Today, whilst driving, I have seen many single magpies. My ex used to always salute and say “Good morning Mr Magpie” to it as we passed, seeing them made me smile as I remembered the past. I felt almost obliged to do the same as I drove along.
I like that now I am becoming able to think of things and smile, the pain not as bad as it once was. I’ve moved on to the next stage of the breakup, through the anger and out to the nice memories. I hope I can stay here for a while, reliving the fun things and not thinking as much about the bad times.
Though, as seeing one magpie means sorrow, I am concerned whether this is my moment of sorrow or if it’s still to come. Where I’m from we don’t really believe in nursery rhymes and we are a little more stoic but I’ve lived here for too long and now I am worried. Is there going to be more sorrow for me ahead or do I count up all the single magpies I’ve seen?
He text me today, to thank me for the card I sent him last week for Valentine’s day. Secretly I am glad he read it and liked it. It was true when I wrote and sent it but it’s not now. I miss him still, or at least I miss the company, but not enough to have him back, ever.
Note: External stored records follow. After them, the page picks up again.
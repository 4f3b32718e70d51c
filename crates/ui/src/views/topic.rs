use dioxus::prelude::*;
use learnpath_core::model::Page;

use crate::context::AppContext;
use crate::pages::use_nav;
use crate::views::ViewError;
use crate::vm::TopicDetailVm;

#[component]
pub fn TopicView() -> Element {
    let ctx = use_context::<AppContext>();
    let nav = use_nav();
    let mut error = use_signal(|| None::<ViewError>);
    let mut busy = use_signal(|| false);

    let Some(topic) = nav.topic() else {
        return rsx! {
            div { class: "page topic-page",
                p { "No topic selected." }
            }
        };
    };
    let vm = TopicDetailVm::from(&topic);
    let topic_id = vm.id;

    let ctx_for_back = ctx.clone();
    let take_quiz = move |_: MouseEvent| {
        if busy() {
            return;
        }
        let ctx = ctx.clone();
        spawn(async move {
            busy.set(true);
            error.set(None);
            let result = ctx.quizzes().start(topic_id).await;
            busy.set(false);
            match result {
                Ok(attempt) => {
                    nav.set_quiz(attempt);
                    nav.sync(ctx.router());
                }
                Err(err) => {
                    nav.sync(ctx.router());
                    error.set(Some(err.into()));
                }
            }
        });
    };

    rsx! {
        div { class: "page topic-page",
            button {
                class: "btn btn-secondary back",
                r#type: "button",
                onclick: move |_| nav.go(ctx_for_back.router(), Page::Courses),
                "Back to Courses"
            }
            div { class: "topic-detail",
                h2 { class: "view-title", "{vm.title}" }
                span { class: vm.badge.css(), "{vm.badge.label}" }
                p { class: "topic-description", "{vm.description}" }
                if let Some(err) = error() {
                    p { class: "error", "{err.message()}" }
                }
                button {
                    class: "btn btn-primary",
                    r#type: "button",
                    disabled: busy(),
                    onclick: take_quiz,
                    "Take Quiz"
                }
            }
        }
    }
}
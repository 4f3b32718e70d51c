use std::collections::BTreeMap;

use chrono::{DateTime, Utc};
use serde::{Deserialize, Serialize};
use thiserror::Error;

use super::ids::{QuizId, TopicId};

/// Entry of `GET /quizzes/topic/{id}`; only the id is needed.
#[derive(Clone, Debug, PartialEq, Eq, Deserialize)]
pub struct QuizRef {
    pub id: QuizId,
}

#[derive(Clone, Debug, PartialEq, Eq, Deserialize)]
pub struct Question {
    pub question: String,
    pub options: Vec<String>,
}

/// Body of `GET /quizzes/{id}` (served without correct answers).
#[derive(Clone, Debug, PartialEq, Eq, Deserialize)]
pub struct Quiz {
    pub id: QuizId,
    #[serde(default)]
    pub title: String,
    pub questions: Vec<Question>,
}

/// Body of `POST /quizzes/submit`.
#[derive(Clone, Debug, PartialEq, Eq, Serialize)]
pub struct QuizSubmission {
    pub quiz_id: QuizId,
    pub answers: Vec<usize>,
}

#[derive(Debug, Error, Clone, Copy, PartialEq, Eq)]
#[non_exhaustive]
pub enum QuizAttemptError {
    #[error("question {0} does not exist")]
    UnknownQuestion(usize),
    #[error("question {question} has no option {option}")]
    UnknownOption { question: usize, option: usize },
}

/// In-progress answers to one quiz.
///
/// Selections are sparse; anything left unanswered is submitted as option 0.
#[derive(Clone, Debug, PartialEq)]
pub struct QuizAttempt {
    topic_id: TopicId,
    quiz: Quiz,
    selections: BTreeMap<usize, usize>,
    started_at: DateTime<Utc>,
}

impl QuizAttempt {
    #[must_use]
    pub fn new(topic_id: TopicId, quiz: Quiz, started_at: DateTime<Utc>) -> Self {
        Self {
            topic_id,
            quiz,
            selections: BTreeMap::new(),
            started_at,
        }
    }

    #[must_use]
    pub fn quiz_id(&self) -> QuizId {
        self.quiz.id
    }

    #[must_use]
    pub fn topic_id(&self) -> TopicId {
        self.topic_id
    }

    #[must_use]
    pub fn title(&self) -> &str {
        &self.quiz.title
    }

    #[must_use]
    pub fn questions(&self) -> &[Question] {
        &self.quiz.questions
    }

    #[must_use]
    pub fn started_at(&self) -> DateTime<Utc> {
        self.started_at
    }

    /// Select `option` for `question`, replacing any earlier choice for that question.
    ///
    /// # Errors
    ///
    /// Returns `QuizAttemptError` when either index is out of range.
    pub fn select(&mut self, question: usize, option: usize) -> Result<(), QuizAttemptError> {
        let entry = self
            .quiz
            .questions
            .get(question)
            .ok_or(QuizAttemptError::UnknownQuestion(question))?;
        if option >= entry.options.len() {
            return Err(QuizAttemptError::UnknownOption { question, option });
        }
        self.selections.insert(question, option);
        Ok(())
    }

    #[must_use]
    pub fn selected(&self, question: usize) -> Option<usize> {
        self.selections.get(&question).copied()
    }

    /// One answer per question, in order.
    #[must_use]
    pub fn answers(&self) -> Vec<usize> {
        (0..self.quiz.questions.len())
            .map(|index| self.selected(index).unwrap_or(0))
            .collect()
    }

    /// Consume the attempt into its submission body.
    #[must_use]
    pub fn into_submission(self) -> QuizSubmission {
        QuizSubmission {
            quiz_id: self.quiz.id,
            answers: self.answers(),
        }
    }
}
By the way, there were four single magpies altogether, does that mean there’s a new boy on the horizon? I doubt it but it’s fun to speculate.
Tomorrow is Valentine’s day and I’m so glad that I can sit this one out this year. Valentine’s is always a sickly sweet affair, feeling like you must spend a lot of money on your partner on one particular day otherwise you don’t love them as much as they thought.
I’ve been doing some research today and men seem to be the ones with the most pressure to get it right. What kind of card to purchase…romantic or other, which chocolate/flowers/teddy to buy shows the amount of love x the cash spent.
When did love become about the amount of gifts purchased? Is it not better to spend quality time with your partner throughout the year rather than pay over the odds for a tiny table in a restaurant and a preplanned menu of things that are made to sound romantic?
The most romantic thing ever done for me was being welcomed home, a hot bath ran whilst he cooked dinner then a relaxing evening in front of a film and an early night. That will stay in my mind for a very long time, the effort put in for my comfort and relaxation meant more to me than a bunch of overpriced flowers that will only die in a couple of days anyway.
So while you’re enjoying your new teddy, chocolates and card filled with some commercial crap and thinking of how much he/she spent on you, I will eating my own chocolate and watching my own film happy in the fact that I know how to make myself feel loved.